Some time after Joseph told these dreams, his brethren went on a quest for good pasturage for their flocks. They went first to Shechem. Finding no suitable grazing land there, they went on to Dothan. Jacob became concerned over their welfare, and asked Joseph to go seek them, find out how they were getting along, and to bring back a report. Joseph gladly undertook this mission, indicating that he held no resentment toward his brethren.

But Joseph’s brethren continued to envy and hate him, and when they saw him approaching, decided that they would kill this “dreamer.” Reuben urged that instead of thus committing murder, they cast the boy into a pit and leave him there for whatever might happen to him. Reuben’s plan was that later he would rescue Joseph from the pit and take him back to his father.

The brothers agreed to the compromise and threw Joseph into a deep pit from which escape was impossible without help. They were about to abandon him there when, pausing for lunch before departing they saw a group of Ishmaelite traders en route to Egypt, and decided to sell Joseph to them to be taken into Egypt to serve as a slave.

Then Reuben, who evidently did not join with his brethren in their idea of selling Joseph into slavery, returned to the pit. Not finding Joseph there he supposed him to be dead, and so reported the matter to his brethren. Then together they plotted to deceive their father in the matter. They took Joseph’s special coat, which Jacob would be sure to recognize, smeared it with the blood of a young goat and, arriving home, spread it out before the aged father.

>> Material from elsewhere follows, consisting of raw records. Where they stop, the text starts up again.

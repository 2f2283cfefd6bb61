//! Batch-execute request envelopes
//!
//! Each RPC takes a nested array serialized to a string, wrapped in an outer
//! array naming the RPC, form-encoded as `f.req`. The inner shapes are fixed
//! by the endpoint; any deviation is rejected upstream.

use crate::types::{Collection, SortOrder};
use serde_json::{json, Value};

pub const SEARCH_RPC: &str = "qnKhOb";
pub const REVIEWS_RPC: &str = "oCPfdb";
pub const TOP_CHART_RPC: &str = "vyAe2";
pub const SUGGEST_RPC: &str = "IJ4APc";

/// Session parameter the chart endpoint expects after `f.req`
const TOP_CHART_AT: &str = "AFSRYlx8XZfN8-O-IKASbNBDkB6T%3A1655531200971";

/// Wrap an inner request into a form-encoded `f.req` body
pub fn rpc_body(rpc_id: &str, inner: &Value) -> String {
    let outer = json!([[[rpc_id, inner.to_string(), null, "generic"]]]);
    form_body(&outer)
}

fn form_body(outer: &Value) -> String {
    format!("f.req={}", urlencoding::encode(&outer.to_string()))
}

/// Continuation of a search: `needed` more results after `token`
pub fn search_continuation(token: &str, needed: usize) -> String {
    let inner = json!([[
        null,
        [
            [10, [10, needed]],
            true,
            null,
            [96, 27, 4, 8, 57, 30, 110, 79, 11, 16, 49, 1, 3, 9, 12, 104, 55, 56, 51, 10, 34, 77]
        ],
        null,
        token
    ]]);
    rpc_body(SEARCH_RPC, &inner)
}

/// One batch of reviews, continuing after `token` when given
pub fn reviews(app_id: &str, sort: SortOrder, count: usize, token: Option<&str>) -> String {
    let page = match token {
        Some(token) => json!([count, null, token]),
        None => json!([count]),
    };
    let inner = json!([
        null,
        [
            2,
            sort.code(),
            page,
            null,
            [null, null, null, null, null, null, null, null, null]
        ],
        [app_id, 7]
    ]);
    rpc_body(REVIEWS_RPC, &inner)
}

/// Top chart of a collection within a category
pub fn top_chart(collection: Collection, category: &str, count: usize) -> String {
    let inner = json!([[
        null,
        [
            [8, [20, count]],
            true,
            null,
            [
                64, 1, 195, 71, 8, 72, 9, 10, 11, 139, 12, 16, 145, 148, 150, 151, 152, 27, 30,
                31, 96, 32, 34, 163, 100, 165, 104, 169, 108, 110, 113, 55, 56, 57, 122
            ],
            [
                null,
                null,
                [
                    [
                        [true], null, [[null, []]], null, null, null, null, [null, 2], null,
                        null, null, null, null, null, [1], null, null, null, null, null, null,
                        null, [1]
                    ],
                    [null, [[null, []]]],
                    [null, [[null, []]], null, [true]],
                    [null, [[null, []]]],
                    null,
                    null,
                    null,
                    null,
                    [[[null, []]]],
                    [[[null, []]]]
                ],
                [[[
                    [7, 1],
                    [[
                        1, 73, 96, 103, 97, 58, 50, 92, 52, 112, 69, 19, 31, 101, 123, 74, 49,
                        80, 38, 20, 10, 14, 79, 43, 42, 139
                    ]]
                ]]]
            ],
            null,
            null,
            [[[1, 2], [10, 8, 9], [], []]]
        ],
        [2, collection.cluster(), category]
    ]]);
    format!("{}&at={TOP_CHART_AT}&", rpc_body(TOP_CHART_RPC, &inner))
}

/// Autocomplete for `term`
pub fn suggest(term: &str) -> String {
    let inner = json!([[null, [term], [10], [2], 4]]);
    form_body(&json!([[[SUGGEST_RPC, inner.to_string()]]]))
}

He interpreted the “evidence” just as they wanted him to, and concluded that Joseph had been killed and devoured by wild beasts. It was a dastardly crime on the part of his sons, and a heartbreaking experience for Jacob. He said, “I will go down into the grave unto my son mourning.” Here the Hebrew word translated “grave” is sheol, the only word in the Old Testament translated hell. This proves that the Bible hell is the state of death into which both the righteous and the wicked go when they die.

QUESTIONS

Who was Joseph, and why did his brethren hate him?

Does Christian love cause brethren in Christ to act differently than did Jacob’s sons?

What did Jacob say that proves the Bible hell to be the state of death into which both the righteous and the wicked go when they die?